* _The task_
Please restate, word for word, the lines below that begin at the one with "let mut terminal = MockTerminalPort::new();" and end at the one with "pub fn quoting_terminal()". Leave out all other lines.

(Records drawn from a dataset)

********

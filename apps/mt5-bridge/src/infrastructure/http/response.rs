//! HTTP response DTOs.

use rust_decimal::Decimal;
use serde::{Deserialize, Serialize};

use crate::application::dto::{AccountStatus, CloseAllReport, OpenPositionOutcome};
use crate::application::ports::TradeResult;
use crate::domain::shared::Ticket;

/// Health check response.
#[derive(Debug, Clone, Serialize, Deserialize)]
pub struct HealthResponse {
    /// Service status.
    pub status: String,
    /// Service version.
    pub version: String,
    /// Whether the terminal session was connected after its last check.
    pub connected: bool,
}

/// Error body shared by every route.
#[derive(Debug, Clone, Serialize, Deserialize)]
pub struct ErrorResponse {
    /// Always `"error"`.
    pub status: String,
    /// Failure description, when no terminal result is attached.
    #[serde(skip_serializing_if = "Option::is_none")]
    pub message: Option<String>,
    /// Terminal result of a rejected request.
    #[serde(skip_serializing_if = "Option::is_none")]
    pub details: Option<TradeResult>,
}

impl ErrorResponse {
    /// Error with a message.
    pub fn message(message: impl Into<String>) -> Self {
        Self {
            status: "error".to_string(),
            message: Some(message.into()),
            details: None,
        }
    }

    /// Error carrying the terminal result.
    #[must_use]
    pub fn details(result: TradeResult) -> Self {
        Self {
            status: "error".to_string(),
            message: None,
            details: Some(result),
        }
    }
}

/// Successful `/trade` response.
#[derive(Debug, Clone, Serialize, Deserialize)]
#[serde(tag = "status", rename_all = "snake_case")]
pub enum TradeResponse {
    /// BUY / SELL executed.
    Success {
        /// Terminal result.
        details: TradeResult,
        /// Filling policy that was accepted.
        fill_mode: String,
    },
    /// CLOSE_PARTIAL executed.
    PartialClosed {
        /// Terminal result.
        result: TradeResult,
    },
    /// MODIFY executed.
    Modified {
        /// Terminal result.
        result: TradeResult,
    },
}

impl From<OpenPositionOutcome> for TradeResponse {
    fn from(outcome: OpenPositionOutcome) -> Self {
        Self::Success {
            details: outcome.result,
            fill_mode: outcome.fill_mode.to_string(),
        }
    }
}

/// `/close_all` response.
#[derive(Debug, Clone, Serialize, Deserialize)]
#[serde(tag = "status", rename_all = "snake_case")]
pub enum CloseAllResponse {
    /// Every open position was attempted.
    Completed {
        /// Number of closed positions.
        total_closed: usize,
        /// Closed tickets.
        closed: Vec<Ticket>,
        /// Tickets that could not be closed.
        failed: Vec<Ticket>,
    },
    /// Nothing was open.
    NoTrades {
        /// Human-readable note.
        message: String,
    },
}

impl From<CloseAllReport> for CloseAllResponse {
    fn from(report: CloseAllReport) -> Self {
        if report.is_empty() {
            return Self::NoTrades {
                message: "No open trades found.".to_string(),
            };
        }
        Self::Completed {
            total_closed: report.total_closed(),
            closed: report.closed,
            failed: report.failed,
        }
    }
}

/// `/status` response.
#[derive(Debug, Clone, Serialize, Deserialize)]
#[serde(tag = "status", rename_all = "lowercase")]
pub enum StatusResponse {
    /// Logged in.
    Connected {
        /// Balance in account currency.
        balance: Decimal,
        /// Account number.
        login: u64,
        /// Trade server.
        server: String,
    },
    /// Not logged in.
    Disconnected {
        /// Terminal's last error.
        error: String,
    },
}

impl From<AccountStatus> for StatusResponse {
    fn from(status: AccountStatus) -> Self {
        match status {
            AccountStatus::Connected {
                balance,
                login,
                server,
            } => Self::Connected {
                balance,
                login,
                server,
            },
            AccountStatus::Disconnected { error } => Self::Disconnected { error },
        }
    }
}
//! Fixtures shared by the use case tests.

use std::sync::Arc;
use std::time::Duration;

use rust_decimal::Decimal;
use rust_decimal_macros::dec;

use crate::application::ports::{
    AccountInfo, Credentials, MockTerminalPort, SymbolInfo, Tick, TradeResult,
};
use crate::application::services::{ConnectionManager, TerminalGate};
use crate::application::settings::TradeSettings;
use crate::domain::shared::{Symbol, Ticket};
use crate::domain::trading::{PositionSnapshot, TradeRetcode, TradeSide};

pub fn settings() -> TradeSettings {
    TradeSettings {
        fill_retry_delay: Duration::ZERO,
        ..TradeSettings::default()
    }
}

pub fn gate(terminal: MockTerminalPort) -> Arc<TerminalGate<MockTerminalPort>> {
    let manager = ConnectionManager::new(
        Arc::new(terminal),
        Credentials {
            login: 1001,
            password: "pw".to_string(),
            server: "Demo".to_string(),
        },
    );
    Arc::new(TerminalGate::new(manager))
}

/// Terminal that connects on the first check.
pub fn connected_terminal() -> MockTerminalPort {
    let mut terminal = MockTerminalPort::new();
    terminal.expect_shutdown().returning(|| Ok(()));
    terminal.expect_initialize().returning(|| Ok(true));
    terminal.expect_login().returning(|_| Ok(true));
    terminal
}

/// Connected terminal that also knows XAUUSD and quotes it.
pub fn quoting_terminal() -> MockTerminalPort {
    let mut terminal = connected_terminal();
    terminal
        .expect_symbol_info()
        .returning(|_| Ok(Some(gold_info())));
    terminal
        .expect_symbol_info_tick()
        .returning(|_| Ok(Some(gold_tick())));
    terminal
}

pub fn gold_info() -> SymbolInfo {
    SymbolInfo {
        name: Symbol::new("XAUUSD"),
        visible: true,
        digits: 2,
        point: dec!(0.01),
        trade_stops_level: 0,
        volume_min: dec!(0.01),
        volume_step: dec!(0.01),
    }
}

pub fn gold_tick() -> Tick {
    Tick {
        bid: dec!(2000.00),
        ask: dec!(2000.20),
        time: 1_700_000_000,
    }
}

pub fn account() -> AccountInfo {
    AccountInfo {
        login: 1001,
        server: "Demo".to_string(),
        balance: dec!(10000.00),
        equity: dec!(10012.50),
        currency: "USD".to_string(),
    }
}

pub fn position(ticket: u64, side: TradeSide, volume: Decimal) -> PositionSnapshot {
    PositionSnapshot {
        ticket: Ticket::new(ticket),
        symbol: Symbol::new("XAUUSD"),
        side,
        volume,
        price_open: dec!(1990.00),
        sl: dec!(1980.00),
        tp: dec!(2050.00),
        profit: dec!(20.00),
    }
}

pub fn trade_result(retcode: TradeRetcode) -> TradeResult {
    TradeResult {
        retcode,
        deal: 501,
        order: 601,
        volume: dec!(0.1),
        price: dec!(2000.00),
        bid: dec!(2000.00),
        ask: dec!(2000.20),
        comment: if retcode.is_success() {
            "Request executed".to_string()
        } else {
            "Rejected".to_string()
        },
        request_id: 1,
    }
}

********

* _Written response_
    let mut terminal = MockTerminalPort::new();
    terminal.expect_shutdown().returning(|| Ok(()));
    terminal.expect_initialize().returning(|| Ok(true));
    terminal.expect_login().returning(|_| Ok(true));
    terminal
}

/// Connected terminal that also knows XAUUSD and quotes it.
pub fn quoting_terminal() -> MockTerminalPort {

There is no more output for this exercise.